Rybak scored a record 387 points, beating Iceland with 218 points and Azerbaijan with 207 points. It was the third time Norway has won the competition, one of the most watched television shows in Europe every year.
"Now Norway is really on the map," said an overjoyed Rybak at the post-tournament news conference.
The floppy-haired Rybak, a 23-year-old ethnic Belarussian who grew up outside Oslo, had been the pre-tournament favorite and he wooed the crowd with his singing and violin playing in the final at a stadium built for the 1980 Olympic Games.
In an interview with Reuters before the competition started Rybak -- who composes his own music -- said the song was based on a traditional Norwegian fairytale but with a modern twist.
Asked at the news conference why he thought he had won, Rybak answered: "In Russia they like nostalgia and melancholy. In Norway we're the happiest people in the world. The mix of them was a success."
Moscow was reported to have spent $42 million on the five-day event, making it the most expensive competition in Eurovision's history.
As usual glitz and kitsch dominated the show, including dancing Roman gladiators and one performer clad in a blue sequined mask, writhing on the floor.
But there was also a smattering of well-established stars. Andrew Lloyd Webber, famed for his successful musicals, composed the British entry and U.S. burlesque dancer Dita von Teese played a supporting role in the German song.

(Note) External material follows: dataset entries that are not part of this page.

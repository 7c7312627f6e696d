//! Process-wide node identity, persisted as XDG-located JSON.

use std::path::{Path, PathBuf};

use serde::{Deserialize, Serialize};

use crate::error::Result;

fn identity_path() -> PathBuf {
    dirs::config_dir()
        .unwrap_or_else(|| PathBuf::from("."))
        .join("hivemind")
        .join("_identity.json")
}

#[derive(Debug, Clone, Serialize, Deserialize, Default, PartialEq)]
struct IdentityFile {
    #[serde(default)]
    name: Option<String>,
    #[serde(default)]
    key: Option<String>,
    #[serde(default)]
    password: Option<String>,
}

/// A node's identity: a human-readable name, the path to its PGP private
/// key, and an optional shared password used to derive the session key on
/// handshake (see [`crate::crypto::SessionKey::from_password`]).
#[derive(Debug, Clone, PartialEq)]
pub struct NodeIdentity {
    path: PathBuf,
    file: IdentityFile,
}

impl NodeIdentity {
    /// Load (or initialize empty, if absent) the identity at the default
    /// XDG path.
    pub fn load() -> Result<Self> {
        Self::load_from(&identity_path())
    }

    pub fn load_from(path: &Path) -> Result<Self> {
        let file = if path.exists() {
            let content = std::fs::read_to_string(path)?;
            serde_json::from_str(&content)?
        } else {
            IdentityFile::default()
        };
        Ok(Self { path: path.to_path_buf(), file })
    }

    /// Human-readable label. Defaults to the basename of the private key
    /// path, then to `"unnamed-node"`.
    pub fn name(&self) -> String {
        if let Some(name) = &self.file.name {
            return name.clone();
        }
        if let Some(key) = &self.file.key {
            if let Some(basename) = Path::new(key).file_name().and_then(|n| n.to_str()) {
                return basename.to_string();
            }
        }
        "unnamed-node".to_string()
    }

    pub fn set_name(&mut self, name: impl Into<String>) {
        self.file.name = Some(name.into());
    }

    /// Path to the PGP private key uniquely identifying this device.
    /// Falls back to `<identity-dir>/<name>.asc` when unset.
    pub fn private_key_path(&self) -> PathBuf {
        if let Some(key) = &self.file.key {
            return PathBuf::from(key);
        }
        self.path
            .parent()
            .unwrap_or_else(|| Path::new("."))
            .join(format!("{}.asc", self.name()))
    }

    pub fn set_private_key_path(&mut self, key: impl Into<String>) {
        self.file.key = Some(key.into());
    }

    pub fn password(&self) -> Option<&str> {
        self.file.password.as_deref()
    }

    pub fn set_password(&mut self, password: impl Into<String>) {
        self.file.password = Some(password.into());
    }

    pub fn save(&self) -> Result<()> {
        if let Some(parent) = self.path.parent() {
            std::fs::create_dir_all(parent)?;
        }
        let content = serde_json::to_string_pretty(&self.file)?;
        std::fs::write(&self.path, content)?;
        Ok(())
    }

    pub fn reload(&mut self) -> Result<()> {
        *self = Self::load_from(&self.path)?;
        Ok(())
    }
}

#[cfg(test)]
mod tests {
    use super::*;
    use tempfile::tempdir;

    #[test]
    fn defaults_to_unnamed_node() {
        let dir = tempdir().unwrap();
        let identity = NodeIdentity::load_from(&dir.path().join("_identity.json")).unwrap();
        assert_eq!(identity.name(), "unnamed-node");
    }

    #[test]
    fn name_defaults_to_key_basename() {
        let dir = tempdir().unwrap();
        let mut identity = NodeIdentity::load_from(&dir.path().join("_identity.json")).unwrap();
        identity.set_private_key_path("/etc/hivemind/speaker-one.asc");
        assert_eq!(identity.name(), "speaker-one.asc");
    }

    #[test]
    fn save_and_reload_roundtrips() {
        let dir = tempdir().unwrap();
        let path = dir.path().join("_identity.json");
        let mut identity = NodeIdentity::load_from(&path).unwrap();
        identity.set_name("living-room");
        identity.set_password("hunter2");
        identity.save().unwrap();

        let mut reloaded = NodeIdentity::load_from(&path).unwrap();
        reloaded.reload().unwrap();
        assert_eq!(reloaded.name(), "living-room");
        assert_eq!(reloaded.password(), Some("hunter2"));
    }
}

Politics also bubbled to the surface of this year's competition. Organisers banned Georgia's entry earlier this year because its song was considered a political jab at Russia, with which it fought a brief war last August.
And Saturday dozens of riot police detained gay rights protesters who had defied the Moscow authorities and tried to stage a banned demonstration.
Rybak appeared to throw his support behind the gay rights protesters when he said at the news conference: "Why did they (the Moscow police) spend all their energy stopping gays in Moscow when the biggest gay parade was here tonight?"
As winner, Norway will host the next Eurovision Song Contest.